Here are some interesting extracts:
The central idea of accumulation – that profits must be accumulated and reinvested to make more profits – is the basis of economic growth which is assumed to be a self-evident good. Just as the first priority of every private corporation is to make profit, so the first priority of every government is to ‘grow the economy’.
The poor provide the justification for economic growth which is supposed to ‘lift’ people out of poverty by creating more jobs. To do this the economy must be internationally competitive, which requires increased ‘labour productivity’, which means more capital (like machinery) employed per worker, which means that fewer workers are needed. South Africa’s recent history shows a strong relationship between capital investment and workers redundancy.
The poor provide legitimacy. With more or less sincerity, alleviating poverty is written into the mission statements of institutions as diverse as the World Bank, international aid agencies and NGOs as well as corporate social responsibility programmes. Ending poverty is an indispensable plank in political election platforms, central to the rhetoric of governments and a core justification for the state [and, of course, economic ‘growth’] as such.

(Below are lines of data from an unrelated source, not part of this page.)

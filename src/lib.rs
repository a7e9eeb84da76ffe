//! Generates Inno Setup section files from a toolkit folder tree.
//!
//! The toolkit is laid out as `<root>/<category>/<tool>/...`. Every tool
//! becomes an installer component with a recursive file copy and one pair of
//! shortcuts per launcher; every category becomes one `.iss` section file.
pub mod builders;
pub mod core;
pub mod utils;

#[cfg(test)]
mod tests;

Cheap energy for the capital and energy intensive industries at the heart of South Africa’s minerals and energy complex remains central to the state’s strategy for growth in the ‘first economy’ and to Eskom’s […] growth strategy. Major expansions are either planned or in progress in the Mpumalanga platinum mines, at the Hillside and Mozal aluminium smelters, at Columbus Steel and Mittal, and at Sasol, while Indian conglomerate Tata has started construction on a high-carbon ferrochrome plant at Richards Bay. In each case the corporations will be haggling over the electricity price and seeking to ensure that increases […] will be laid at someone else’s door. And the net result will be to lock in carbon intensive economic growth for the next twenty years and more [my emphasis].
Erwin: Alcan smelter to go ahead at Coega January 28, 2008Posted by Andreas in "The Economy", activism, Climate change, Coega, Environment, Global warming, News, South Africa.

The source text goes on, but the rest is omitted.